Dive Brief:
- Quorum Health's operating revenue declined 9% to $959.9 million in the first half of 2018, down from $1.1 million in the same period a year ago. The slump was primarily due to loss of revenue from seven hospitals divested or closed since the end of the prior period, according to financial results released Thursday.
- A $15.8 million infusion of funds from the California Hospital Quality Assurance Fee program partially offset the revenue drop.
- The Brentwood, Tennessee-based hospital chain ended the half with a net loss of $124.4 million, more than twice the $57.8 million it lost in the first half of 2017, and said it will focus on continuing to restructure to reduce debt and improve its financial outlook.
Dive Insight:
Like many health systems, Quorum is looking to stabilize itself among difficult financial trends and has turned to selling off hospitals in an effort to chip away at debt.
Since Quorum began unloading hospitals in 2016, it has reaped $84.8 million in net proceeds from divestitures and used $74.9 million of that to pay down debt. The company said it plans to sell another $165 million to $215 million in assets by the end of this year.
As of Wednesday, Quorum had inked a definitive agreement to sell one hospital and signed letters of intent to divest six other facilities. Combined, those transactions would net the health system about $115 million.
For the three months ending June 30, Quorum saw operating revenue drop $57 million year over year to $472.6 million. Net loss of $25.9 million, down from $30.6 million in Q2 2017, was impacted by the closure of one hospital and $4.1 million in severance related to headcount reductions, the company said.
Quorum's six-month performance took a hit from several one-time charges, including $39.8 million in impairment charges. The company, which spun off from Community Health Systems with 38 hospitals in 2016, also cited $17.1 million in costs related to the shuttering of one hospital, plus $8.1 million in losses on the sale of two hospitals and $6 million in severance related to headcount reductions.

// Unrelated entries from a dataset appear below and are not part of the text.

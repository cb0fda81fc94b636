use actix_web::{web, HttpRequest, HttpResponse};
use pharmacy_shared::{ContactForm, FeedbackForm, FlashMessage, MSG_CONTACT_THANKS, MSG_FEEDBACK_THANKS};

use crate::error::AppError;
use crate::handlers::{back_to, page, see_other};
use crate::services::{ContactService, FeedbackService, MediaService, SessionService, SettingsService};

pub async fn submit_feedback(
    req: HttpRequest,
    form: web::Form<FeedbackForm>,
    feedback_service: web::Data<FeedbackService>,
    session_service: web::Data<SessionService>,
) -> Result<HttpResponse, AppError> {
    feedback_service.submit_customer(&form).await?;

    let mut session = session_service.load(&req).await?;
    session.flash(FlashMessage::success(MSG_FEEDBACK_THANKS));
    see_other(&session_service, &session, &back_to(&req, "/")).await
}

pub async fn submit_product_feedback(
    req: HttpRequest,
    path: web::Path<i64>,
    form: web::Form<FeedbackForm>,
    feedback_service: web::Data<FeedbackService>,
    session_service: web::Data<SessionService>,
) -> Result<HttpResponse, AppError> {
    let medicine_id = path.into_inner();
    let medicine = feedback_service.submit_product(medicine_id, &form).await?;

    let mut session = session_service.load(&req).await?;
    session.flash(FlashMessage::success(format!(
        "Thank you for reviewing {}! 🙏",
        medicine.name
    )));
    see_other(&session_service, &session, &format!("/medicine/{}/", medicine_id)).await
}

pub async fn contact_us(
    req: HttpRequest,
    form: web::Form<ContactForm>,
    contact_service: web::Data<ContactService>,
    session_service: web::Data<SessionService>,
) -> Result<HttpResponse, AppError> {
    let ip_address = req.peer_addr().map(|addr| addr.ip().to_string());
    contact_service.submit(&form, ip_address.as_deref()).await?;

    let mut session = session_service.load(&req).await?;
    session.flash(FlashMessage::success(MSG_CONTACT_THANKS));
    see_other(&session_service, &session, &back_to(&req, "/")).await
}

pub async fn media_page(
    req: HttpRequest,
    media_service: web::Data<MediaService>,
    session_service: web::Data<SessionService>,
) -> Result<HttpResponse, AppError> {
    let mut session = session_service.load(&req).await?;
    let gallery = media_service.gallery().await?;
    page(&session_service, &mut session, gallery).await
}

/// Social links and the wa.me number used by every storefront page
pub async fn site_settings(settings_service: web::Data<SettingsService>) -> Result<HttpResponse, AppError> {
    let settings = settings_service.public().await?;
    Ok(HttpResponse::Ok().json(settings))
}

#[cfg(test)]
mod tests {
    use super::*;
    use actix_web::{http::StatusCode, test, App};
    use sqlx::postgres::PgPoolOptions;
    use std::time::Duration;

    #[actix_web::test]
    async fn feedback_without_name_is_rejected_before_any_write() {
        let pool = PgPoolOptions::new()
            .connect_lazy("postgres://localhost/pharmacy_unused")
            .expect("lazy pool");
        let app = test::init_service(
            App::new()
                .app_data(web::Data::new(FeedbackService::new(pool.clone())))
                .app_data(web::Data::new(SessionService::new(pool, Duration::from_secs(60), false)))
                .route("/submit-feedback/", web::post().to(submit_feedback)),
        )
        .await;

        let req = test::TestRequest::post()
            .uri("/submit-feedback/")
            .set_form([("name", "  "), ("email", ""), ("rating", "5"), ("feedback", "Great")])
            .to_request();
        let resp = test::call_service(&app, req).await;
        assert_eq!(resp.status(), StatusCode::BAD_REQUEST);

        let body: serde_json::Value = test::read_body_json(resp).await;
        assert!(body["fields"]["name"].is_array());
    }
}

The company reduced its full-year guidance from a range of $1.9 billion to $2 billion to $1.9 billion. "The reduction is primarily a result of the Company's continued efforts to execute on its divestiture strategy as well as efforts to improve its operating margins by discontinuing underperforming service lines, managed Medicaid contracts and provider relationships," the company said.
Quorum CEO Thomas Miller stepped down in May. Robert Fish, board chairman of Kennett Square, Pennsylvania-based Genesis Healthcare, is serving as interim CEO. He most recently served as interim CEO of San Diego-based Millennium Health and CEO of Genesis Healthcare.